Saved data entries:
□ □ □ □ □ □ □

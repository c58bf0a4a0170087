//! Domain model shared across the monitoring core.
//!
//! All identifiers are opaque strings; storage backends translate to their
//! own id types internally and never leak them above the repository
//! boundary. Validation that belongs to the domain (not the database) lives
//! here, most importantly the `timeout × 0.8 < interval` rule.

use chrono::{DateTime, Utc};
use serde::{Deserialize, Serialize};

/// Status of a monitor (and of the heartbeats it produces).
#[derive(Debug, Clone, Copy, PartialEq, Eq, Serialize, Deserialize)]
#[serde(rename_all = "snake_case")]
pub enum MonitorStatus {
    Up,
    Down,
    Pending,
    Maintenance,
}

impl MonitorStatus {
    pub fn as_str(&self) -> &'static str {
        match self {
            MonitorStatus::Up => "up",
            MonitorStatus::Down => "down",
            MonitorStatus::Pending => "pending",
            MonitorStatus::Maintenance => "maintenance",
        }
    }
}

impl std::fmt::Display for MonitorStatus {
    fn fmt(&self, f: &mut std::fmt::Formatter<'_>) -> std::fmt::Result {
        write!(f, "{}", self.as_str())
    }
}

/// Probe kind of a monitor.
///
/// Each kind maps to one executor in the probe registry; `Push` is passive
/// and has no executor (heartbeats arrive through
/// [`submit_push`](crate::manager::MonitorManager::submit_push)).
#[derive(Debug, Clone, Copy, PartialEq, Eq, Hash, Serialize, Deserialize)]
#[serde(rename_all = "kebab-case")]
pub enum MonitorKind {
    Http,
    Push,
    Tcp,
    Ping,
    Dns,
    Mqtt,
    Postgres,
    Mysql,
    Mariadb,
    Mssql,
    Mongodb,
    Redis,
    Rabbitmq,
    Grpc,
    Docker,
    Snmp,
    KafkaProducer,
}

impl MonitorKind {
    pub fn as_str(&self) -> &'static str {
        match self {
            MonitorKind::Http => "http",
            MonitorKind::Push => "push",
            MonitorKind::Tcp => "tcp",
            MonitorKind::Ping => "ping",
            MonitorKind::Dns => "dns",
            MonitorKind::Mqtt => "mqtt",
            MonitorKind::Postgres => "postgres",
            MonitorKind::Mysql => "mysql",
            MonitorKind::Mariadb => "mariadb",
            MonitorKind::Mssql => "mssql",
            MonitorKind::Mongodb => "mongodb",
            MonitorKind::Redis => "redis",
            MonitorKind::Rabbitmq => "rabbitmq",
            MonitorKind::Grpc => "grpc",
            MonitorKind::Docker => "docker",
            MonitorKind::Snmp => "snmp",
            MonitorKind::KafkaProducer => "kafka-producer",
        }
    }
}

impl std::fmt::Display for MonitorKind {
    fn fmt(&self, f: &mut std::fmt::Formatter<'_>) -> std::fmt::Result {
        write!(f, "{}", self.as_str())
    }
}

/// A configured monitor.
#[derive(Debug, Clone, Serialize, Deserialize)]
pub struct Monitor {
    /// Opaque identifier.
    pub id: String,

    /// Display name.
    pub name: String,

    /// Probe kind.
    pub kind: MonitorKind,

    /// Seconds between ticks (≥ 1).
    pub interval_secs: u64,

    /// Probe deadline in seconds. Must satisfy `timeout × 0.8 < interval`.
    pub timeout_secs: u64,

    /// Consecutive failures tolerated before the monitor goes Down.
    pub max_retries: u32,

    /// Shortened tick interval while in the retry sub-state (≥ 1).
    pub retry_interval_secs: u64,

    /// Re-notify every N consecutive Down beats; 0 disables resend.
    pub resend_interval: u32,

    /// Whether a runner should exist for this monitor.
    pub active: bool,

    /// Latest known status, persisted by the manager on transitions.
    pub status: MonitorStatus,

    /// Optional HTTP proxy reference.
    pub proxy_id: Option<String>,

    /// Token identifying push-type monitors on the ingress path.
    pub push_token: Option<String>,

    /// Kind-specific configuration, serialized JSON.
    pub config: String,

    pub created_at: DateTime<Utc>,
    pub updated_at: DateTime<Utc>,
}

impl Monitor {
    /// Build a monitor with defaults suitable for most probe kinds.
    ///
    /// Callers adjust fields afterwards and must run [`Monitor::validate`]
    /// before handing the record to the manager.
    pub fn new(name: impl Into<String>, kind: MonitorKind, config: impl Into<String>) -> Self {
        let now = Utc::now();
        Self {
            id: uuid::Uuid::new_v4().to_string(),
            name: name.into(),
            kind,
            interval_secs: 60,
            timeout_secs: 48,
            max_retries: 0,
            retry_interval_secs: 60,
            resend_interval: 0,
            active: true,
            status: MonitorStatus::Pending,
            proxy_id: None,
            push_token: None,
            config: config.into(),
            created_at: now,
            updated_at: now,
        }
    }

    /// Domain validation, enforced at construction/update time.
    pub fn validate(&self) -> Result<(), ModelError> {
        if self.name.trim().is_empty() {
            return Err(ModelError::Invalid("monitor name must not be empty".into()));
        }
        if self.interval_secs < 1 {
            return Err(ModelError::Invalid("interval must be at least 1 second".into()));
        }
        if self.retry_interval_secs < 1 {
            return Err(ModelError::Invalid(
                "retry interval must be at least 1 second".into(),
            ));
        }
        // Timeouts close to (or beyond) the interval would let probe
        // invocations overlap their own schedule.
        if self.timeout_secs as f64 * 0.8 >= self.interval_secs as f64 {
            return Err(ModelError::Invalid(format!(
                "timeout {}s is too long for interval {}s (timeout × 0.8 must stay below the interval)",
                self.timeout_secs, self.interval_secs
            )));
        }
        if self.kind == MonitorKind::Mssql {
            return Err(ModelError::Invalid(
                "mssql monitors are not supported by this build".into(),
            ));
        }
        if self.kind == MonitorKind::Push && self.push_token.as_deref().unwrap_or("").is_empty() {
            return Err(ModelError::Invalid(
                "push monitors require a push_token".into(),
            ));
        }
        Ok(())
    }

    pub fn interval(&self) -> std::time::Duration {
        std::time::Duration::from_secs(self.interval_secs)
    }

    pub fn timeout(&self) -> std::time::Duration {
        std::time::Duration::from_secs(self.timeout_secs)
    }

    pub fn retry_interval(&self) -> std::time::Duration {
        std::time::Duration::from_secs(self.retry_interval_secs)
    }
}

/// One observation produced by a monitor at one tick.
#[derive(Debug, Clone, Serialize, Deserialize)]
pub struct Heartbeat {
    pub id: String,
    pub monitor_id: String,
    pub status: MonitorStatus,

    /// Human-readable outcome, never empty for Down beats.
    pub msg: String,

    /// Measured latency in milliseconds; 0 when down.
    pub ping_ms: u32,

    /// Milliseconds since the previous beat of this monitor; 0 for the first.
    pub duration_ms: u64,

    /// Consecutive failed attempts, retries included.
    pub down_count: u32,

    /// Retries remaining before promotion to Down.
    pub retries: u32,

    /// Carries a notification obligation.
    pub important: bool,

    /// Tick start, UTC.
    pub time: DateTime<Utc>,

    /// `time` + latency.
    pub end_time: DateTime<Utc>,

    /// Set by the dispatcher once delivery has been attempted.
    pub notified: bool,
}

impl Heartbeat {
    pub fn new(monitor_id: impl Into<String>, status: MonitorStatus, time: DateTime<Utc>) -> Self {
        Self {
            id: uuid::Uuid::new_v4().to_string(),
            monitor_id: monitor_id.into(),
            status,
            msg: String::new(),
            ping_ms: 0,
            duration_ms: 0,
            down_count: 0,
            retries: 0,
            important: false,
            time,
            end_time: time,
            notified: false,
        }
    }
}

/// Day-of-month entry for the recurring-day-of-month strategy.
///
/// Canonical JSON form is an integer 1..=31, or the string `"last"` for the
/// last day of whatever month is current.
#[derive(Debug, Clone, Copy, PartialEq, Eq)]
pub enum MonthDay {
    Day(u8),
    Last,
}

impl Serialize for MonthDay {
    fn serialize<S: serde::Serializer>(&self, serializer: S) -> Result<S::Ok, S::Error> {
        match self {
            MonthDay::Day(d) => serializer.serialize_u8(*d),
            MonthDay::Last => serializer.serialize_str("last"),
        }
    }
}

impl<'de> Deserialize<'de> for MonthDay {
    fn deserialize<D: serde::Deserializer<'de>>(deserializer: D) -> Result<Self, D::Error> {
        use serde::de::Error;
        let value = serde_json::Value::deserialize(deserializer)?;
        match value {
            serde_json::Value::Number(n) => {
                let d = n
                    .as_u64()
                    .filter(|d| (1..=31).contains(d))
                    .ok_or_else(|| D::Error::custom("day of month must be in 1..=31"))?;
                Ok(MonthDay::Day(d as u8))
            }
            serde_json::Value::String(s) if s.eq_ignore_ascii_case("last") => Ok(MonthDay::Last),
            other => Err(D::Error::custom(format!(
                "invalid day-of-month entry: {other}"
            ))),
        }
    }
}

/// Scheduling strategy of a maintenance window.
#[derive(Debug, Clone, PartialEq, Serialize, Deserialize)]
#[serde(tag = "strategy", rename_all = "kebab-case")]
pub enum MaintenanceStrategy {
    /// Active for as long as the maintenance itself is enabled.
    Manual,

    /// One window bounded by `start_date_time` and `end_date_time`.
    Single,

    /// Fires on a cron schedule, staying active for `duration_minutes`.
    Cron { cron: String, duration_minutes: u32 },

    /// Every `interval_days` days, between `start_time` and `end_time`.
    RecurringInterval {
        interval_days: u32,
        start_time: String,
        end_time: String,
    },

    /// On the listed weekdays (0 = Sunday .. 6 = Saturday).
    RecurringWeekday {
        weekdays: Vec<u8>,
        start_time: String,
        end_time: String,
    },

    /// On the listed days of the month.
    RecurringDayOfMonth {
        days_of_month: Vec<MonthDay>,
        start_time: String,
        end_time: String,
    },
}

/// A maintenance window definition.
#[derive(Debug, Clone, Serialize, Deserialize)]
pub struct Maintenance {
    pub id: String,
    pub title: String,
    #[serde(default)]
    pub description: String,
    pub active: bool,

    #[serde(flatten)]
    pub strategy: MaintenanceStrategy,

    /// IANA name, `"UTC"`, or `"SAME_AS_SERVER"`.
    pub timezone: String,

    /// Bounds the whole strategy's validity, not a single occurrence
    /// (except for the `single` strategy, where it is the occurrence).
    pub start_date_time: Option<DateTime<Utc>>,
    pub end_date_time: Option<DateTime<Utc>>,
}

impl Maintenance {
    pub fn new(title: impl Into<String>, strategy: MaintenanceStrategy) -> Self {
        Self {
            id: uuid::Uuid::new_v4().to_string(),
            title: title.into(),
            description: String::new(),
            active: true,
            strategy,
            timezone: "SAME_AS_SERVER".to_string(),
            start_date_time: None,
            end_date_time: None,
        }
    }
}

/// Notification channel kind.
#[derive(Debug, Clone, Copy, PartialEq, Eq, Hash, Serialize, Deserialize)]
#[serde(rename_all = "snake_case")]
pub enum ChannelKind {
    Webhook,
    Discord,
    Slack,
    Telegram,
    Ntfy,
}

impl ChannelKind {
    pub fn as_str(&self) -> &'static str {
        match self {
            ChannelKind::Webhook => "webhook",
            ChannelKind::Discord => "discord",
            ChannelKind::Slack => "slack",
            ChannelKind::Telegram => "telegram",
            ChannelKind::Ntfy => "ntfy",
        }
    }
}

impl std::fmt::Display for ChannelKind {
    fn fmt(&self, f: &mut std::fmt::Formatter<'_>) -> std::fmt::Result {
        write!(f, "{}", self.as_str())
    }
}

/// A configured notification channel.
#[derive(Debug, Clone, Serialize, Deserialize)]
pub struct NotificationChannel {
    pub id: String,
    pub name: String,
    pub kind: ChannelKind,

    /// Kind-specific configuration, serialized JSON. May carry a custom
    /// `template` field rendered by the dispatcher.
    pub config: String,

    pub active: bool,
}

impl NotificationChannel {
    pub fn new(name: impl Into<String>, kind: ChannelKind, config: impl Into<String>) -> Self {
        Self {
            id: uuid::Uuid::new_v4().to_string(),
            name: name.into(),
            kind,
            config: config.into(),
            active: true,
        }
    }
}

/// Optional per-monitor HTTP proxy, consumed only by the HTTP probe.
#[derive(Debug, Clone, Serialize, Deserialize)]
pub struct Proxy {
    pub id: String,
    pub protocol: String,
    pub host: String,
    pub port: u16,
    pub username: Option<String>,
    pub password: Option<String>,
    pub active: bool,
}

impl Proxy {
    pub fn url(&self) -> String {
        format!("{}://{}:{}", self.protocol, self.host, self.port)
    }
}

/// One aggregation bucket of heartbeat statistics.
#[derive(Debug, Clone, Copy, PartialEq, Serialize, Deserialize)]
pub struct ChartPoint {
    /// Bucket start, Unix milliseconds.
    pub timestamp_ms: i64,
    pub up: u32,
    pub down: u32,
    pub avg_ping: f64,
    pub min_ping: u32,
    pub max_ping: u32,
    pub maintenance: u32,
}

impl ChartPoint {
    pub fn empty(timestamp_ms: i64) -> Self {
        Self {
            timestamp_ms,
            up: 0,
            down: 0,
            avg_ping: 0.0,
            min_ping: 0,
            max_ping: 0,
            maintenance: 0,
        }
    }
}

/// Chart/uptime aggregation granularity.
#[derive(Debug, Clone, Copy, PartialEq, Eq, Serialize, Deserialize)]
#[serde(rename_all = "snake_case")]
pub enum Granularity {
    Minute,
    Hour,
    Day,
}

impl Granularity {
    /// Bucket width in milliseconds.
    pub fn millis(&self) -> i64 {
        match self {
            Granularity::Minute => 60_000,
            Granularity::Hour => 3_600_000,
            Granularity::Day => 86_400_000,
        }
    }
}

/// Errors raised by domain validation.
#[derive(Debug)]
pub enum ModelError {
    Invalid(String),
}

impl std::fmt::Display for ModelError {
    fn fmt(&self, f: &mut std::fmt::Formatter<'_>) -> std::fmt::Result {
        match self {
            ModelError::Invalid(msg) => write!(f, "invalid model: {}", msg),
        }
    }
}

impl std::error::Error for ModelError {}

□ □ □ □ □ □ □

PROBLEM DETAILS: Find each line in the records that includes the word "KafkaProducer". Report the total and nothing more.

ANSWER TO THIS EXERCISE: 2